Restaurant information
- Established: 2018
- Owner: Kim Dong-wook
- Food type: Japanese cuisine, kaiseki
- Rating: 1 Michelin star
- Location: 16 Dosan-daero 72-gil, Gangnam District, Seoul, 06063, South Korea
- Coordinates: 37°31′22″N 127°02′43″E﻿ / ﻿37.5229°N 127.0454°E
- Website: www.instagram.com/washoku_muni/

= Muni (restaurant) =

Fine dining restaurant in Seoul, South Korea

Muni (無二) is a fine dining restaurant in Seoul, South Korea. It specializes in Japanese cuisine, specifically kaiseki (multi-course meals). It first opened in 2018. It received one Michelin Star from 2021 through 2024.

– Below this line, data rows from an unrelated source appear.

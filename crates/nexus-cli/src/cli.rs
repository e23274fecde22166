//! Clap CLI definitions for the `nexus` command (spec §6).

use clap::{Args, Parser, Subcommand};

/// nexus -- schema-driven database migration toolkit.
#[derive(Parser, Debug)]
#[command(
    name = "nexus",
    about = "Schema-driven database migration toolkit",
    version,
    propagate_version = true
)]
pub struct Cli {
    #[command(flatten)]
    pub global: GlobalArgs,

    #[command(subcommand)]
    pub command: Commands,
}

/// Global flags available to all subcommands.
#[derive(Args, Debug, Clone)]
pub struct GlobalArgs {
    /// Enable verbose/debug output.
    #[arg(short = 'v', long, global = true)]
    pub verbose: bool,

    /// Path to the project root (default: discovered by walking up from
    /// the current directory looking for `nexus.json`).
    #[arg(long, global = true)]
    pub project: Option<String>,
}

/// All available subcommands.
#[derive(Subcommand, Debug)]
pub enum Commands {
    /// Initialize a new nexus project in the current directory.
    Init(InitArgs),

    /// Migration commands: scaffold, apply, roll back, inspect.
    Migrate(MigrateArgs),
}

/// `nexus init` arguments.
#[derive(Args, Debug)]
pub struct InitArgs {
    /// Database dialect: postgres, mysql, or sqlite.
    #[arg(long, default_value = "sqlite")]
    pub dialect: String,

    /// Re-initialize even if `nexus.json` already exists.
    #[arg(long)]
    pub force: bool,
}

/// `nexus migrate` arguments: a further subcommand.
#[derive(Args, Debug)]
pub struct MigrateArgs {
    #[command(subcommand)]
    pub command: MigrateCommand,
}

/// The `migrate` subcommand tree, mirroring spec §6's command surface.
#[derive(Subcommand, Debug)]
pub enum MigrateCommand {
    /// Scaffold an empty timestamped migration file pair.
    New(NewArgs),

    /// Apply every pending migration.
    Up(ForceArgs),

    /// Roll back the last applied migration, or further with `--to`/`-n`.
    Down(DownArgs),

    /// Show each migration's applied/pending status.
    Status,

    /// Roll back every applied migration, then reapply all of them.
    Reset(ForceArgs),

    /// Diff the schema file against the live database and write a new
    /// migration capturing the difference.
    Diff(NewArgs),

    /// Combine a contiguous range of migrations into one.
    Squash(SquashArgs),

    /// Validate every migration file's SQL without applying anything.
    Validate,
}

/// Shared `--force` flag for lock-clearing operations.
#[derive(Args, Debug)]
pub struct ForceArgs {
    /// Unconditionally clear a held lock before proceeding.
    #[arg(long)]
    pub force: bool,
}

/// `nexus migrate new <name>` / `nexus migrate diff <name>` arguments.
#[derive(Args, Debug)]
pub struct NewArgs {
    /// Human-readable migration name, e.g. `add_users_table`.
    pub name: String,
}

/// `nexus migrate down` arguments.
#[derive(Args, Debug)]
pub struct DownArgs {
    /// Roll back down to and including this migration id's successor
    /// (i.e. leave this id as the latest applied migration).
    #[arg(long)]
    pub to: Option<String>,

    /// Roll back this many migrations.
    #[arg(short = 'n', long = "steps")]
    pub steps: Option<usize>,

    #[command(flatten)]
    pub force: ForceArgs,
}

/// `nexus migrate squash <name>` arguments.
#[derive(Args, Debug)]
pub struct SquashArgs {
    /// Human-readable name for the emitted migration.
    pub name: String,

    /// Lower bound on migration id, inclusive.
    #[arg(long)]
    pub from: Option<String>,

    /// Upper bound on migration id, inclusive.
    #[arg(long)]
    pub to: Option<String>,

    /// Leave the originals in place instead of moving them into
    /// `migrations/.squashed_backup/`.
    #[arg(long)]
    pub keep_originals: bool,
}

Its head chef is Kim Dong-wook. Kim fell in love with Japanese cuisine in high school, after reading the Japanese manga Shōta no Sushi. He graduated from the Hattori Nutrition College. He began working in the kaiseki restaurant Kikunoi, under owner-chef Yoshihiro Murata. He also studied to become a sake sommelier: a kikizakeshi.

According to a 2021 article, the restaurant reportedly attempts to emphasize seasonality of ingredients. The menu reportedly changes every month, and there is no fixed signature dish. The restaurant serves an array of dishes from Japanese cuisine.